Understanding this structure is essential because it tells you there are at least three distinct failure points — the ministry that sanctions and releases the payment, the PFMS transaction layer, and the Aadhaar-NPCI mapper — and each requires a different RTI question addressed to a different authority.

2. Major DBT Schemes: Who Administers Them and Who Handles Your Second Appeal

Each scheme has a nodal ministry, a filing portal, and a chain of appeals. Before you file RTI, identify which ministry your scheme belongs to — that determines your CPIO and whether your second appeal goes to the Central Information Commission (CIC) or a State Information Commission (SIC).

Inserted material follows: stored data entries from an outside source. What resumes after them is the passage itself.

//! Language capabilities: per-language tokenizers and converters, looked up
//! by language code.

pub mod arpabet;
pub mod identify;
mod lexicon;
mod mapping;

use std::collections::{BTreeMap, BTreeSet};
use std::fmt;
use std::path::Path;
use std::sync::{Arc, OnceLock};

pub use lexicon::{parse_lexicon, LexiconBackend};
pub use mapping::{LanguageData, MappingBackend, MappingRule};

use crate::error::AlignmentError;
use crate::pipeline::defaults::DefaultLanguageBackend;
use crate::pipeline::traits::LanguageBackend;
use crate::types::TextUnit;

const BUILTIN_DATA: &str = include_str!("builtin.json");

static BUILTIN: OnceLock<Result<LanguageRegistry, String>> = OnceLock::new();

#[derive(Clone)]
pub struct LanguageRegistry {
    backends: BTreeMap<String, Arc<dyn LanguageBackend>>,
    inventories: BTreeMap<String, BTreeSet<String>>,
    default_backend: Arc<dyn LanguageBackend>,
}

impl LanguageRegistry {
    /// A registry with no languages; every lookup falls through to the
    /// default alphanumeric tokenizer.
    pub fn new() -> Self {
        Self {
            backends: BTreeMap::new(),
            inventories: BTreeMap::new(),
            default_backend: Arc::new(DefaultLanguageBackend),
        }
    }

    /// The bundled languages, parsed once per process and shared read-only.
    pub fn builtin() -> Result<&'static Self, AlignmentError> {
        BUILTIN
            .get_or_init(|| Self::from_json_str(BUILTIN_DATA).map_err(|e| e.to_string()))
            .as_ref()
            .map_err(|message| {
                AlignmentError::invalid_input(format!("bundled language data: {message}"))
            })
    }

    /// Parse a JSON array of language descriptions.
    pub fn from_json_str(data: &str) -> Result<Self, AlignmentError> {
        let languages: Vec<LanguageData> = serde_json::from_str(data)
            .map_err(|e| AlignmentError::json("parse language data", e))?;
        let mut registry = Self::new();
        for language in &languages {
            registry.add_language(language)?;
        }
        Ok(registry)
    }

    /// Add a language; a relative lexicon path resolves against the
    /// working directory.
    pub fn add_language(&mut self, data: &LanguageData) -> Result<(), AlignmentError> {
        self.add_language_in(data, Path::new(""))
    }

    fn add_language_in(&mut self, data: &LanguageData, base: &Path) -> Result<(), AlignmentError> {
        let backend: Arc<dyn LanguageBackend> = match &data.lexicon {
            Some(lexicon) => Arc::new(LexiconBackend::load(data, &base.join(lexicon))?),
            None => Arc::new(MappingBackend::new(data)?),
        };
        if data.display {
            self.inventories
                .insert(data.lang.clone(), data.word_pieces());
        }
        self.register(backend);
        Ok(())
    }

    /// Add or replace the backend for `backend.lang()`.
    pub fn register(&mut self, backend: Arc<dyn LanguageBackend>) {
        let lang = backend.lang().to_string();
        if self.backends.insert(lang.clone(), backend).is_some() {
            tracing::debug!(lang = %lang, "replacing language backend");
        }
    }

    /// Load every `*.json` language description in `dir`. Returns how many
    /// were added.
    pub fn load_dir(&mut self, dir: &Path) -> Result<usize, AlignmentError> {
        let entries =
            std::fs::read_dir(dir).map_err(|e| AlignmentError::io("read language directory", e))?;
        let mut paths = Vec::new();
        for entry in entries {
            let path = entry
                .map_err(|e| AlignmentError::io("read language directory", e))?
                .path();
            if path.extension().is_some_and(|ext| ext == "json") {
                paths.push(path);
            }
        }
        paths.sort();

        for path in &paths {
            let data = std::fs::read_to_string(path)
                .map_err(|e| AlignmentError::io("read language file", e))?;
            let language: LanguageData = serde_json::from_str(&data)
                .map_err(|e| AlignmentError::json("parse language file", e))?;
            tracing::debug!(lang = %language.lang, path = %path.display(), "loaded language");
            self.add_language_in(&language, dir)?;
        }
        Ok(paths.len())
    }

    pub fn get(&self, lang: &str) -> Option<&dyn LanguageBackend> {
        self.backends.get(lang).map(|backend| backend.as_ref())
    }

    pub fn contains(&self, lang: &str) -> bool {
        self.backends.contains_key(lang)
    }

    /// Backend for `lang`, or the default tokenizer when the language is
    /// unknown or undeclared.
    pub fn for_lang(&self, lang: Option<&str>) -> &dyn LanguageBackend {
        lang.and_then(|lang| self.get(lang))
            .unwrap_or(self.default_backend.as_ref())
    }

    pub fn languages(&self) -> impl Iterator<Item = &str> {
        self.backends.keys().map(String::as_str)
    }

    /// Word pieces of each language that takes part in identification.
    pub fn inventories(&self) -> &BTreeMap<String, BTreeSet<String>> {
        &self.inventories
    }
}

impl Default for LanguageRegistry {
    fn default() -> Self {
        Self::new()
    }
}

impl fmt::Debug for LanguageRegistry {
    fn fmt(&self, f: &mut fmt::Formatter<'_>) -> fmt::Result {
        f.debug_struct("LanguageRegistry")
            .field("languages", &self.backends.keys().collect::<Vec<_>>())
            .finish()
    }
}

/// Letters, digits and combining marks.
pub fn is_word_char(c: char) -> bool {
    c.is_alphanumeric() || is_combining_mark(c)
}

pub(crate) fn is_combining_mark(c: char) -> bool {
    matches!(
        c,
        '\u{0300}'..='\u{036F}'
            | '\u{1AB0}'..='\u{1AFF}'
            | '\u{1DC0}'..='\u{1DFF}'
            | '\u{20D0}'..='\u{20FF}'
            | '\u{FE20}'..='\u{FE2F}'
    )
}

/// Append `text`, merging with the previous unit when the label matches.
pub(crate) fn push_unit(units: &mut Vec<TextUnit>, text: &str, is_word: bool) {
    match units.last_mut() {
        Some(last) if last.is_word == is_word => last.text.push_str(text),
        _ => units.push(TextUnit {
            text: text.to_string(),
            is_word,
        }),
    }
}
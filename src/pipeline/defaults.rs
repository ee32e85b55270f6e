use crate::lang::{is_word_char, push_unit};
use crate::pipeline::traits::LanguageBackend;
use crate::types::{Conversion, TextUnit};

/// Used when no language is declared or the declared one is unknown.
/// Words are runs of letters, digits and combining marks. It cannot convert.
pub struct DefaultLanguageBackend;

impl DefaultLanguageBackend {
    pub const LANG: &'static str = "default";
}

impl LanguageBackend for DefaultLanguageBackend {
    fn lang(&self) -> &str {
        Self::LANG
    }

    fn tokenize(&self, text: &str) -> Vec<TextUnit> {
        let mut units = Vec::new();
        let mut buf = [0u8; 4];
        for c in text.chars() {
            push_unit(&mut units, c.encode_utf8(&mut buf), is_word_char(c));
        }
        units
    }

    fn convert(&self, text: &str) -> Conversion {
        Conversion {
            output: text.trim().to_string(),
            valid: false,
        }
    }
}
//! Interval algebra over do-not-align (DNA) ranges.
//!
//! Ranges are half-open millisecond intervals `[begin, end)`. Most operations
//! require a *normalized* list: sorted by `begin`, pairwise disjoint, touching
//! ranges fused. Passing anything else is a programmer error and panics.

use serde::{Deserialize, Serialize};

#[derive(Debug, Clone, Copy, PartialEq, Eq, Hash, Serialize, Deserialize)]
pub struct DnaSegment {
    pub begin: u64,
    pub end: u64,
}

impl DnaSegment {
    pub const fn new(begin: u64, end: u64) -> Self {
        Self { begin, end }
    }

    pub fn duration_ms(&self) -> u64 {
        self.end.saturating_sub(self.begin)
    }
}

/// Sort by `begin` and fuse every pair where the next range begins at or
/// before the end of the current one.
pub fn normalize(segments: &[DnaSegment]) -> Vec<DnaSegment> {
    let mut sorted = segments.to_vec();
    sorted.sort_by_key(|seg| seg.begin);

    let mut out: Vec<DnaSegment> = Vec::with_capacity(sorted.len());
    for seg in sorted {
        match out.last_mut() {
            Some(last) if seg.begin <= last.end => {
                last.end = last.end.max(seg.end);
            }
            _ => out.push(seg),
        }
    }
    out
}

pub fn is_normalized(segments: &[DnaSegment]) -> bool {
    segments.iter().all(|seg| seg.begin <= seg.end)
        && segments.windows(2).all(|pair| pair[0].end < pair[1].begin)
}

#[track_caller]
fn assert_normalized(segments: &[DnaSegment], operation: &str) {
    assert!(
        is_normalized(segments),
        "{operation}: DNA segments must be sorted, disjoint and fused, got {segments:?}"
    );
}

/// Two-pointer intersection of two normalized lists. Ranges that merely touch
/// produce a zero-length intersection.
pub fn intersect(a: &[DnaSegment], b: &[DnaSegment]) -> Vec<DnaSegment> {
    assert_normalized(a, "intersect");
    assert_normalized(b, "intersect");

    let mut out = Vec::new();
    let (mut i, mut j) = (0usize, 0usize);
    while i < a.len() && j < b.len() {
        let (x, y) = (a[i], b[j]);
        if x.end < y.begin {
            i += 1;
        } else if x.begin > y.end {
            j += 1;
        } else {
            out.push(DnaSegment::new(x.begin.max(y.begin), x.end.min(y.end)));
            if x.end < y.end {
                i += 1;
            } else {
                j += 1;
            }
        }
    }
    out
}

/// Map a timestamp in DNA-spliced audio back onto the original timeline: the
/// sum of the durations of every removed range that begins at or before the
/// (progressively shifted) timestamp.
pub fn cumulative_shift(timestamp_ms: u64, dna: &[DnaSegment]) -> u64 {
    assert_normalized(dna, "cumulative_shift");

    let mut shifted = timestamp_ms;
    let mut total = 0u64;
    for seg in dna {
        if seg.begin > shifted {
            break;
        }
        let delta = seg.duration_ms();
        total += delta;
        shifted += delta;
    }
    total
}

/// When `[start, end)` strictly contains a DNA range, snap one boundary to the
/// range edge that needs the smaller adjustment. On a tie the span keeps its
/// end and the start moves forward to the DNA end.
pub fn reconcile_bleed(start_ms: u64, end_ms: u64, dna: &[DnaSegment]) -> (u64, u64) {
    for seg in dna {
        if start_ms < seg.begin && end_ms > seg.end {
            if seg.begin - start_ms > end_ms - seg.end {
                return (start_ms, seg.begin);
            }
            return (seg.end, end_ms);
        }
    }
    (start_ms, end_ms)
}

/// DNA list equivalent to excluding everything outside `[keep_start, keep_end)`
/// together with `dna`. Ranges straddling a kept boundary are truncated into
/// the outer exclusion rather than dropped. `None` means the start or end of
/// the audio.
pub fn union_outside(
    keep_start: Option<u64>,
    keep_end: Option<u64>,
    dna: &[DnaSegment],
    total_len_ms: u64,
) -> Vec<DnaSegment> {
    assert_normalized(dna, "union_outside");

    let mut current = dna.to_vec();

    if let Some(mut start) = keep_start.filter(|&s| s > 0) {
        let mut next = vec![DnaSegment::new(0, start)];
        for seg in current {
            if seg.end <= start {
                // subsumed by [0, start)
                continue;
            }
            if seg.begin <= start {
                start = seg.end;
                next[0].end = start;
            } else {
                next.push(seg);
            }
        }
        current = next;
    }

    if let Some(mut end) = keep_end {
        let mut next = Vec::with_capacity(current.len() + 1);
        for seg in current {
            if seg.begin >= end {
                continue;
            }
            if seg.end >= end {
                end = seg.begin;
            } else {
                next.push(seg);
            }
        }
        next.push(DnaSegment::new(end, total_len_ms.max(end)));
        current = next;
    }

    current
}
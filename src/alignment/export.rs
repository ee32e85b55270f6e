//! JSON export of aligned tiers.

use std::fs::{self, File};
use std::io::Write;
use std::path::Path;

use chrono::Utc;
use serde::Serialize;

use crate::error::AlignmentError;
use crate::types::{AlignmentOutput, Tier};

const EXPORT_SCHEMA_VERSION: u32 = 1;

#[derive(Debug, Clone, Serialize)]
pub struct Export<'a> {
    pub schema_version: u32,
    pub meta: ExportMeta,
    pub tiers: &'a [Tier],
}

#[derive(Debug, Clone, Serialize)]
pub struct ExportMeta {
    pub generated_at: String,
    pub duration_ms: u64,
    pub unit_count: usize,
}

impl<'a> Export<'a> {
    pub fn new(output: &'a AlignmentOutput) -> Self {
        Self {
            schema_version: EXPORT_SCHEMA_VERSION,
            meta: ExportMeta {
                generated_at: Utc::now().to_rfc3339(),
                duration_ms: output.duration_ms,
                unit_count: output.units.len(),
            },
            tiers: &output.tiers,
        }
    }
}

pub fn to_json_string(output: &AlignmentOutput) -> Result<String, AlignmentError> {
    serde_json::to_string_pretty(&Export::new(output))
        .map_err(|e| AlignmentError::json("serialize tiers", e))
}

/// Write the export to `path`, creating parent directories as needed.
pub fn write_json(path: &Path, output: &AlignmentOutput) -> Result<(), AlignmentError> {
    if let Some(parent) = path.parent() {
        fs::create_dir_all(parent).map_err(|e| AlignmentError::io("create export directory", e))?;
    }
    let mut file = File::create(path).map_err(|e| AlignmentError::io("create export file", e))?;
    serde_json::to_writer_pretty(&mut file, &Export::new(output))
        .map_err(|e| AlignmentError::json("serialize tiers", e))?;
    file.write_all(b"\n")
        .map_err(|e| AlignmentError::io("finalize export file", e))?;
    tracing::info!(path = %path.display(), units = output.units.len(), "export: wrote tiers");
    Ok(())
}
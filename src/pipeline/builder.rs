use std::path::PathBuf;
use std::sync::Arc;

use crate::config::AlignConfig;
use crate::error::AlignmentError;
use crate::lang::LanguageRegistry;
use crate::pipeline::runtime::{ReadAligner, ReadAlignerParts};
use crate::pipeline::traits::{AlignmentEngine, LanguageBackend};

pub struct ReadAlignerBuilder {
    config: AlignConfig,
    registry: Option<LanguageRegistry>,
    language_dirs: Vec<PathBuf>,
    backends: Vec<Arc<dyn LanguageBackend>>,
    engine: Option<Box<dyn AlignmentEngine>>,
}

impl ReadAlignerBuilder {
    pub fn new(config: AlignConfig) -> Self {
        Self {
            config,
            registry: None,
            language_dirs: Vec::new(),
            backends: Vec::new(),
            engine: None,
        }
    }

    /// Replace the bundled languages entirely.
    pub fn with_registry(mut self, registry: LanguageRegistry) -> Self {
        self.registry = Some(registry);
        self
    }

    /// Load every `*.json` language file in `dir` on top of the registry.
    pub fn with_language_dir(mut self, dir: impl Into<PathBuf>) -> Self {
        self.language_dirs.push(dir.into());
        self
    }

    pub fn with_language_backend(mut self, backend: Arc<dyn LanguageBackend>) -> Self {
        self.backends.push(backend);
        self
    }

    /// Without an engine the aligner can still prepare documents.
    pub fn with_engine(mut self, engine: Box<dyn AlignmentEngine>) -> Self {
        self.engine = Some(engine);
        self
    }

    pub fn build(self) -> Result<ReadAligner, AlignmentError> {
        self.config.validate()?;

        let mut registry = match self.registry {
            Some(registry) => registry,
            None => LanguageRegistry::builtin()?.clone(),
        };
        for dir in &self.language_dirs {
            let added = registry.load_dir(dir)?;
            tracing::info!(dir = %dir.display(), languages = added, "loaded language directory");
        }
        for backend in self.backends {
            registry.register(backend);
        }
        for lang in &self.config.g2p_fallbacks {
            if !registry.contains(lang) {
                tracing::warn!(lang = %lang, "fallback language has no converter");
            }
        }

        Ok(ReadAligner::from_parts(ReadAlignerParts {
            config: self.config,
            registry,
            engine: self.engine,
        }))
    }
}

PM-KISAN (Pradhan Mantri Kisan Samman Nidhi): ₹6,000 per year in three instalments to eligible farming families. Administered by the Ministry of Agriculture and Farmers' Welfare (MoA). Central Government scheme. RTI at rtionline.gov.in. Second appeal: CIC.

LPG Subsidy (Pradhan Mantri Ujjwala Yojana and DBTL): Subsidy on cooking gas cylinders under the Direct Benefit Transfer for LPG (DBTL) scheme. Administered by the Ministry of Petroleum and Natural Gas (MoPNG), implemented through Oil Marketing Companies (OMCs) — Indian Oil, Bharat Petroleum, and HP Gas. Central Government scheme. RTI: file with the CPIO of the relevant OMC or the Ministry. Second appeal: CIC.

NSP Scholarships (National Scholarship Portal): Pre-matric and post-matric scholarships for SC, ST, OBC, EBC, and minority students, administered variously by the Ministry of Education, Ministry of Minority Affairs, Ministry of Social Justice and Empowerment, and Ministry of Tribal Affairs. Central Government schemes. Second appeal: CIC. State components of the same schemes (where state funds are involved) require filing with state departments and second appeal to the SIC.

MGNREGA Wages: Daily wages under the Mahatma Gandhi National Rural Employment Guarantee Act. Administered by the Ministry of Rural Development (MoRD) but implemented through state governments and gram panchayats. For local records (muster rolls, job card wages), file with the block or district office — a state government body, second appeal to SIC. For central fund release records, file with MoRD — second appeal to CIC.

PMMVY (Pradhan Mantri Matru Vandana Yojana): Maternity benefit of ₹5,000 in instalments to first-time mothers. Administered by the Ministry of Women and Child Development (WCD). Implemented through state/district WCD offices. For local records, file with the district WCD officer (state body, second appeal to SIC). For central policy records, file with Ministry of WCD (second appeal to CIC).

State DBT Schemes (rations, housing, pensions, state scholarships): Administered by respective state departments. Filed at rtionline.gov.in is not applicable — use your state's RTI portal. Second appeal: SIC of your state, or DIC (Delhi Information Commission) if the public authority is a Delhi State body.

A practical rule: if your benefit comes from a Central Government scheme, file RTI via rtionline.gov.in and your second appeal goes to CIC. If it comes from a state government scheme or a state-level implementation body, file via the state's RTI portal and second appeal goes to the SIC.

3. The DBT Payment Chain: Every Step Your Money Must Survive

Knowing the chain is the most important diagnostic tool you have. DBT failures are rarely mysterious — they almost always correspond to a specific, documented failure at one point in this chain.

Step 1 — Ministry sanctions the benefit: The central ministry (or state department) reviews eligibility, confirms the beneficiary's details in its database, and issues a sanction order. This is a document. For PM-KISAN, it is the instalment sanction; for LPG, it is the subsidy eligibility record; for scholarships, it is the scholarship sanction order. If the money never left the ministry, the failure is here.

Step 2 — Fund release through PFMS: The ministry initiates a payment through PFMS to the beneficiary's bank account (or to the state treasury for state-implemented schemes). PFMS generates a transaction ID at this point. If the payment was initiated but failed in transit, PFMS records the failure with a code.

Step 3 — State treasury / intermediate body (for multi-tier schemes): For state-implemented central schemes (MGNREGA, PMMVY, post-matric scholarships), the central funds are released to the state treasury or state nodal department first. The state then initiates the final credit to beneficiaries. This stage is where money frequently stalls — the centre may have released the funds, but the state has not yet credited beneficiaries.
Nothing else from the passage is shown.